В декабре 1827 года один англичанин вернулся из Берлина в Лондон с "приятными свидетельствами о росте религиозности среди влиятельных лиц в прусских владениях". Этот путешественник-евангелист рассказал известному лондонскому миссионерскому обществу о молитвенном собрании в Берлине, где он встретил "30 человек первого ранга". Он сообщил, что король и его служители были едины в осуществлении благочестивых проектов, и рассказал о многочисленных встречах с армейскими офицерами "истинно христианского духа".52 Английский путешественник стал свидетелем того, как Берлин стал одним из центров "Пробуждения", социально разнообразного движения религиозного возрождения, охватившего протестантский север Германии в первые десятилетия девятнадцатого века. Пробудившиеся христиане подчеркивали эмоциональный, покаянный характер своей веры. Многие из них переживали переход от неверия или просто номинальной христианской приверженности к полноте пробужденного религиозного сознания как травматический момент "возрождения". Один из участников ночного молитвенного собрания, состоявшегося в Берлине в 1817 году, вспоминал, что в полночь "Господь явился перед моей душой, живой и личный, как никогда прежде или с тех пор. С глубоким внутренним потрясением и горячим потоком слез я осознал свою греховность, которая стояла перед моими глазами как гора".53
Подобная религиозная приверженность была скорее личной и практической, чем церковной; она выражалась в удивительном спектре социальных инициатив: возникали добровольные христианские общества, занимавшиеся раздачей милостыни, устройством и "улучшением" "падших женщин", нравственным улучшением заключенных, заботой о сиротах, печатанием и распространением Библий, обеспечением нищих и бродяг работой, обращением евреев и язычников. Например, силезский дворянин Ханс Эрнст фон Коттвиц, центральная фигура раннего Пробуждения, основал "прядильный институт" для городских безработных; в 1822 году в Берлине была основана новая миссия для евреев, которую патронировали ключевые фигуры элиты, включая приближенных самого монарха.

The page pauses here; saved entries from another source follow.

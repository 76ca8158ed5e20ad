//! graybatch: batch pixel pipeline for grayscale-aware thresholding,
//! inversion and transparency keying.
//!
//! The crate consumes already-decoded RGBA buffers and a configuration
//! and produces processed buffers — file decoding, display, download
//! packaging and profile storage are caller-side concerns.
//!
//! ## Image Format
//! Pixel buffers are interleaved 8-bit RGBA of shape
//! `(height, width, 4)`, row-major, values 0-255. Filters mutate the
//! buffer in place and never touch alpha; only the final
//! threshold/inversion stage writes the alpha channel.
//!
//! ## Pipeline
//! Per image: capture the grayscale mask and (optionally) an Otsu
//! threshold estimate from the pixels *as decoded*, then run the
//! preprocessing filters — grayscale conversion, box blur,
//! brightness/contrast, gamma, sharpen — in fixed order, then
//! binarize or invert the pixels the mask flagged, with optional
//! transparency keying. The snapshot-before-mutate ordering is
//! load-bearing: the mask and the adaptive threshold describe the
//! source image, not the filtered one.
//!
//! Batches run each image independently on the rayon pool; decode
//! failures and cancellations drop single items, never the batch.

pub mod batch;
pub mod buffer;
pub mod error;
pub mod filters;
pub mod mask;
pub mod options;
pub mod otsu;
pub mod pipeline;

#[cfg(feature = "wasm")]
pub mod wasm;

pub use batch::{
    process_batch, BatchFailure, BatchItem, BatchObserver, BatchReport, ImageSource, NoObserver,
    ProcessedImage,
};
pub use buffer::PixelBuffer;
pub use error::{DecodeError, OptionsError, PipelineError};
pub use mask::{is_grayscale, GrayscaleMask};
pub use options::{AdaptiveMethod, ProcessingOptions, TransparencyColor};
pub use otsu::otsu_threshold;
pub use pipeline::{process_image, CancelToken, Captured, Decoded, Preprocessed};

На западе, в прусской Вестфалии, благочестивый граф Адальберт фон дер Реке основал в 1817 году Институт спасения в Дюссельтале, чтобы дать приют осиротевшим и брошенным детям, число которых возросло после наполеоновских войн; позже он добавил к нему работный дом для евреев, стремящихся принять христианство. Как и многими пробудившимися христианами, графом двигало чувство милленаристских ожиданий - он верил, что работает над построением Царства Божьего на земле.